Content starts

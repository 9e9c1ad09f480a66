//! Student-organization site integration server.
//!
//! Stateless JSON API sitting between the site's frontend and three
//! providers:
//!
//! - **Stripe** - hosted Checkout Sessions for the cart, and the product and
//!   price catalog mirrored from Printful
//! - **Printful** - print-on-demand store products and retail prices
//! - **Spotify** - OAuth token relay and public playlist reads
//!
//! Plus two diagnostic endpoints for the hosting platform's timeout
//! monitoring. Nothing is persisted; every request is served from
//! configuration and live provider calls.

#![cfg_attr(not(test), forbid(unsafe_code))]

pub mod config;
pub mod error;
pub mod middleware;
pub mod printful;
pub mod routes;
pub mod services;
pub mod spotify;
pub mod state;
pub mod stripe;

use std::time::Duration;

use axum::{
    Router,
    http::{Request, Response},
};
use tower_http::trace::{DefaultOnResponse, OnResponse, TraceLayer};
use tracing::Span;

pub use config::SiteConfig;
pub use state::AppState;

/// Build the application router with its full middleware stack.
pub fn app(state: AppState) -> Router {
    routes::routes()
        .layer(axum::middleware::from_fn(
            middleware::security_headers_middleware,
        ))
        .layer(axum::middleware::from_fn(middleware::request_id_middleware))
        .layer(
            TraceLayer::new_for_http()
                .make_span_with(|request: &Request<_>| {
                    tracing::info_span!(
                        "http_request",
                        method = %request.method(),
                        uri = %request.uri(),
                        request_id = tracing::field::Empty,
                        status = tracing::field::Empty,
                        latency_ms = tracing::field::Empty,
                    )
                })
                .on_response(|response: &Response<_>, latency: Duration, span: &Span| {
                    span.record("status", response.status().as_u16());
                    span.record(
                        "latency_ms",
                        u64::try_from(latency.as_millis()).unwrap_or(u64::MAX),
                    );
                    DefaultOnResponse::default().on_response(response, latency, span);
                }),
        )
        .with_state(state)
        // Sentry layers (outermost for full request coverage)
        .layer(sentry_tower::NewSentryLayer::new_from_top())
        .layer(sentry_tower::SentryHttpLayer::new().enable_transaction())
}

Content ends

## Directions for this task
Please return every entry exactly as it appears.

## Answer below
repository 9e9c1ad09f480a66
//! Student-organization site integration server.
//!
//! Stateless JSON API sitting between the site's frontend and three
//! providers:
//!
//! - **Stripe** - hosted Checkout Sessions for the cart, and the product and
//!   price catalog mirrored from Printful
//! - **Printful** - print-on-demand store products and retail prices
//! - **Spotify** - OAuth token relay and public playlist reads
//!
//! Plus two diagnostic endpoints for the hosting platform's timeout
//! monitoring. Nothing is persisted; every request is served from
//! configuration and live provider calls.

#![cfg_attr(not(test), forbid(unsafe_code))]

pub mod config;
pub mod error;
pub mod middleware;
pub mod printful;
pub mod routes;
pub mod services;
pub mod spotify;
pub mod state;
pub mod stripe;

use std::time::Duration;

use axum::{
    Router,
    http::{Request, Response},
};
use tower_http::trace::{DefaultOnResponse, OnResponse, TraceLayer};
use tracing::Span;

pub use config::SiteConfig;
pub use state::AppState;

/// Build the application router with its full middleware stack.
pub fn app(state: AppState) -> Router {
    routes::routes()
        .layer(axum::middleware::from_fn(
            middleware::security_headers_middleware,
        ))
        .layer(axum::middleware::from_fn(middleware::request_id_middleware))
        .layer(
            TraceLayer::new_for_http()
                .make_span_with(|request: &Request<_>| {
                    tracing::info_span!(
                        "http_request",
                        method = %request.method(),
                        uri = %request.uri(),
                        request_id = tracing::field::Empty,
                        status = tracing::field::Empty,
                        latency_ms = tracing::field::Empty,
                    )
                })
                .on_response(|response: &Response<_>, latency: Duration, span: &Span| {
                    span.record("status", response.status().as_u16());
                    span.record(
                        "latency_ms",
                        u64::try_from(latency.as_millis()).unwrap_or(u64::MAX),
                    );
                    DefaultOnResponse::default().on_response(response, latency, span);
                }),
        )
        .with_state(state)
        // Sentry layers (outermost for full request coverage)
        .layer(sentry_tower::NewSentryLayer::new_from_top())
        .layer(sentry_tower::SentryHttpLayer::new().enable_transaction())
}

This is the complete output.